God loves the real me
By Jessica Brodie
In high school, I used to get these wild, sweeping, all-consuming crushes on boys I barely knew, and then drive my friends crazy by talking about it. All. The. Time.
“You know what? You’re in love with love!” an exasperated friend told me one day, hands on her hips.
She was right—I was enamored with the idea of what it might look like to have a boyfriend, to have that happily-ever-after feeling I read about in books and movies.
I craved the abstract. And on occasion when I’d actually go on a date with one of these “amazing” boys, reality would smack me in the face and I’d quickly lose interest. These weren’t fairy-tale princes but regular teenaged boys, after all.
Now, I’m happily married and madly in love with my husband, and we enjoy real love. Yes, my heart still goes wildly pitter-patter, wibbly-wobbly, topsy-turvy for him, but we also know what it looks like to nurse each other through the flu or get down-and-dirty cleaning out the kitchen (and still remain best pals in the process). It’s an intimate, concrete, authentic love.
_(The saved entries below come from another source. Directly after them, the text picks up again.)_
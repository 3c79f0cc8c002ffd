//! quill CLI
//!
//! Encode, decode, train and hack Caesar, Vigenère and Vernam ciphers.

mod io;

use std::io::{BufRead, Write};
use std::path::{Path, PathBuf};

use anyhow::{bail, Context, Result};
use clap::{Parser, Subcommand};
use tracing_subscriber::EnvFilter;

use quill_cipher::{CipherKind, Error as CipherError, FrequencyModel, KeyRecovery};
use quill_config::Config;

#[derive(Parser)]
#[command(name = "quill")]
#[command(about = "Encodes text, decodes it with Caesar, Vigenere and Vernam ciphers. Hacks text encoded with Caesar and Vigenere ciphers")]
#[command(version)]
struct Cli {
    /// Configuration file (default: <config dir>/quill/config.yaml)
    #[arg(long, global = true)]
    config: Option<PathBuf>,

    /// Log statistics decisions
    #[arg(short, long, global = true)]
    verbose: bool,

    #[command(subcommand)]
    command: Commands,
}

#[derive(Subcommand)]
enum Commands {
    /// Encode text with a key
    Encode {
        #[command(flatten)]
        args: CodecArgs,
    },

    /// Decode text with a key
    Decode {
        #[command(flatten)]
        args: CodecArgs,
    },

    /// Build a letter frequency model for hacking Caesar ciphers
    Train {
        /// Training text (default: one console line)
        #[arg(long)]
        text_file: Option<PathBuf>,

        /// Where to write the model (default: model_file from config)
        #[arg(long)]
        model_file: Option<PathBuf>,
    },

    /// Recover the plaintext without the key
    Hack {
        /// Cipher: caesar, vigenere
        #[arg(long)]
        cipher: Option<CipherKind>,

        /// Frequency model for caesar (default: model_file from config)
        #[arg(long)]
        model_file: Option<PathBuf>,

        /// Ciphertext file (default: one console line)
        #[arg(long)]
        input_file: Option<PathBuf>,

        /// Output file (default: console)
        #[arg(long)]
        output_file: Option<PathBuf>,

        /// Pick vigenere candidate N (1-26) instead of asking
        #[arg(long)]
        choice: Option<usize>,
    },

    /// Print the effective configuration
    Config,
}

#[derive(clap::Args)]
struct CodecArgs {
    /// Cipher: caesar, vigenere, vernam (default: default_cipher from config)
    #[arg(long)]
    cipher: Option<CipherKind>,

    /// Keyword or number
    #[arg(long, allow_hyphen_values = true)]
    key: String,

    /// Input file (default: one console line)
    #[arg(long)]
    input_file: Option<PathBuf>,

    /// Output file (default: console)
    #[arg(long)]
    output_file: Option<PathBuf>,
}

fn main() -> Result<()> {
    let cli = Cli::parse();
    init_logging(cli.verbose)?;

    let config = Config::load(cli.config.as_deref()).context("cannot load configuration")?;

    match cli.command {
        Commands::Encode { args } => cmd_codec(&config, args, true),
        Commands::Decode { args } => cmd_codec(&config, args, false),
        Commands::Train { text_file, model_file } => cmd_train(&config, text_file, model_file),
        Commands::Hack {
            cipher,
            model_file,
            input_file,
            output_file,
            choice,
        } => cmd_hack(&config, cipher, model_file, input_file, output_file, choice),
        Commands::Config => {
            print!("{}", config.to_yaml()?);
            Ok(())
        }
    }
}

fn init_logging(verbose: bool) -> Result<()> {
    let level = if verbose { "quill=debug" } else { "quill=info" };
    tracing_subscriber::fmt()
        .with_env_filter(EnvFilter::from_default_env().add_directive(level.parse()?))
        .with_writer(std::io::stderr)
        .init();
    Ok(())
}

fn cipher_or_default(config: &Config, cipher: Option<CipherKind>) -> Result<CipherKind> {
    match cipher {
        Some(kind) => Ok(kind),
        None => config
            .default_cipher
            .parse()
            .context("invalid default_cipher in configuration"),
    }
}

fn model_path(config: &Config, model_file: Option<PathBuf>) -> Result<PathBuf> {
    model_file
        .or_else(|| config.model_file.clone())
        .context("no model file: pass --model-file or set model_file in the configuration")
}

// ═══════════════════════════════════════════════════════════
// ENCODE / DECODE
// ═══════════════════════════════════════════════════════════

fn cmd_codec(config: &Config, args: CodecArgs, encoding: bool) -> Result<()> {
    let kind = cipher_or_default(config, args.cipher)?;
    let stdin = std::io::stdin();
    let text = io::read_text(args.input_file.as_deref(), &mut stdin.lock())?;

    let result = if encoding {
        quill_cipher::encode(kind, &text, &args.key)
    } else {
        quill_cipher::decode(kind, &text, &args.key)
    }?;

    tracing::info!(cipher = %kind, chars = text.chars().count(), encoding, "text processed");
    io::write_text(args.output_file.as_deref(), &result, &mut std::io::stdout())
}

// ═══════════════════════════════════════════════════════════
// TRAIN
// ═══════════════════════════════════════════════════════════

fn cmd_train(config: &Config, text_file: Option<PathBuf>, model_file: Option<PathBuf>) -> Result<()> {
    let path = model_path(config, model_file)?;
    let stdin = std::io::stdin();
    let text = io::read_text(text_file.as_deref(), &mut stdin.lock())?;

    let model = quill_cipher::train(&text)?;
    write_model(&path, &model)?;

    tracing::info!("model written to {}", path.display());
    Ok(())
}

fn write_model(path: &Path, model: &FrequencyModel) -> Result<()> {
    if let Some(parent) = path.parent().filter(|p| !p.as_os_str().is_empty()) {
        std::fs::create_dir_all(parent)?;
    }
    std::fs::write(path, model.to_bytes()?)
        .with_context(|| format!("cannot write model file {}", path.display()))
}

fn read_model(path: &Path) -> Result<FrequencyModel> {
    let bytes = std::fs::read(path)
        .with_context(|| format!("The model file {} doesn't exist", path.display()))?;
    FrequencyModel::from_bytes(&bytes).context("Incorrect model file")
}

// ═══════════════════════════════════════════════════════════
// HACK
// ═══════════════════════════════════════════════════════════

fn cmd_hack(
    config: &Config,
    cipher: Option<CipherKind>,
    model_file: Option<PathBuf>,
    input_file: Option<PathBuf>,
    output_file: Option<PathBuf>,
    choice: Option<usize>,
) -> Result<()> {
    let kind = cipher_or_default(config, cipher)?;
    if !kind.is_hackable() {
        bail!("Incorrect combination of cipher and task: {kind} can't be hacked");
    }

    // read the model before prompting for text so a bad path fails fast
    let model = match kind {
        CipherKind::Caesar => Some(read_model(&model_path(config, model_file)?)?),
        _ => None,
    };

    let stdin = std::io::stdin();
    let mut console = stdin.lock();
    let text = io::read_text(input_file.as_deref(), &mut console)?;

    let outcome = match model {
        Some(model) => quill_cipher::break_shift(&text, &model)
            .map(|found| {
                tracing::info!(key = found.key, distance = %found.distance, "shift recovered");
                found.plaintext
            })
            .map_err(anyhow::Error::from),
        None => hack_vigenere(config, &text, choice, &mut console),
    };

    match outcome {
        Ok(plaintext) => io::write_text(output_file.as_deref(), &plaintext, &mut std::io::stdout()),
        Err(err) => match err.downcast_ref::<CipherError>() {
            Some(CipherError::UnhackableText(reason)) => {
                tracing::warn!("{reason}");
                println!("The text is inappropriate for hacking. Or it's decoded.");
                Ok(())
            }
            _ => Err(err),
        },
    }
}

fn hack_vigenere(
    config: &Config,
    text: &str,
    choice: Option<usize>,
    console: &mut impl BufRead,
) -> Result<String> {
    let recovery = KeyRecovery::new(config.thresholds.clone());
    let candidates = recovery.candidates(text)?;

    let mut stdout = std::io::stdout();
    let picked = io::select_candidate(&candidates, choice, console, &mut stdout)?;
    stdout.flush()?;

    tracing::info!(key = %picked.key, "vigenere key selected");
    Ok(picked.plaintext.clone())
}

#[cfg(test)]
mod tests {
    use super::*;
    use clap::CommandFactory;
    use tempfile::tempdir;

    #[test]
    fn test_cli_definition() {
        Cli::command().debug_assert();
    }

    #[test]
    fn test_parse_encode() {
        let cli = Cli::parse_from(["quill", "encode", "--cipher", "vigenere", "--key", "lemon"]);
        match cli.command {
            Commands::Encode { args } => {
                assert_eq!(args.cipher, Some(CipherKind::Vigenere));
                assert_eq!(args.key, "lemon");
                assert!(args.input_file.is_none());
            }
            _ => panic!("expected encode"),
        }
    }

    #[test]
    fn test_parse_negative_caesar_key() {
        let cli = Cli::parse_from(["quill", "decode", "--key", "-3"]);
        match cli.command {
            Commands::Decode { args } => assert_eq!(args.key, "-3"),
            _ => panic!("expected decode"),
        }
    }

    #[test]
    fn test_parse_rejects_unknown_cipher() {
        assert!(Cli::try_parse_from(["quill", "encode", "--cipher", "enigma", "--key", "1"]).is_err());
    }

    #[test]
    fn test_cipher_default_from_config() {
        let mut config = Config::default();
        assert_eq!(cipher_or_default(&config, None).unwrap(), CipherKind::Caesar);

        config.default_cipher = "vernam".into();
        assert_eq!(cipher_or_default(&config, None).unwrap(), CipherKind::Vernam);
        assert_eq!(
            cipher_or_default(&config, Some(CipherKind::Vigenere)).unwrap(),
            CipherKind::Vigenere
        );

        config.default_cipher = "enigma".into();
        assert!(cipher_or_default(&config, None).is_err());
    }

    #[test]
    fn test_model_file_roundtrip() {
        let dir = tempdir().unwrap();
        let path = dir.path().join("models").join("english.json");

        let model = quill_cipher::train("It was the best of times").unwrap();
        write_model(&path, &model).unwrap();
        assert_eq!(read_model(&path).unwrap(), model);

        std::fs::write(&path, b"garbage").unwrap();
        assert!(read_model(&path).is_err());
        assert!(read_model(&dir.path().join("missing.json")).is_err());
    }

    #[test]
    fn test_model_path_falls_back_to_config() {
        let mut config = Config::default();
        assert!(model_path(&config, None).is_err());

        config.model_file = Some(PathBuf::from("from-config.json"));
        assert_eq!(model_path(&config, None).unwrap(), PathBuf::from("from-config.json"));
        assert_eq!(
            model_path(&config, Some(PathBuf::from("flag.json"))).unwrap(),
            PathBuf::from("flag.json")
        );
    }
}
A lasting love.
But lately, I’ve come to realize my relationship with my Lord wasn’t always the same—and it’s because I hadn’t taken that leap of faith to go from abstract love to concrete. I might have been a follower of Christ and a believer, but when I’d read God’s word and hear Him say “But God shows his love for us, because while we were still sinners Christ died for us” (Romans 5:8 CEB) or “See what kind of love the Father has given to us in that we should be called God’s children” (1 John 3:1), I’d always imagine the “us” or the “you” to represent generic humanity as a whole.
Here’s what I’ve come to realize: God loves me—the real me. He loves Jessica, makeup-free and vulnerable. He doesn’t love the “idea” of me, doesn’t love me in the abstract way, but the true, raw, unfiltered, bare-bones, no-frills soul parts. He loves even the parts I can’t mask or shove away in a corner. He loves me so much that He died for me.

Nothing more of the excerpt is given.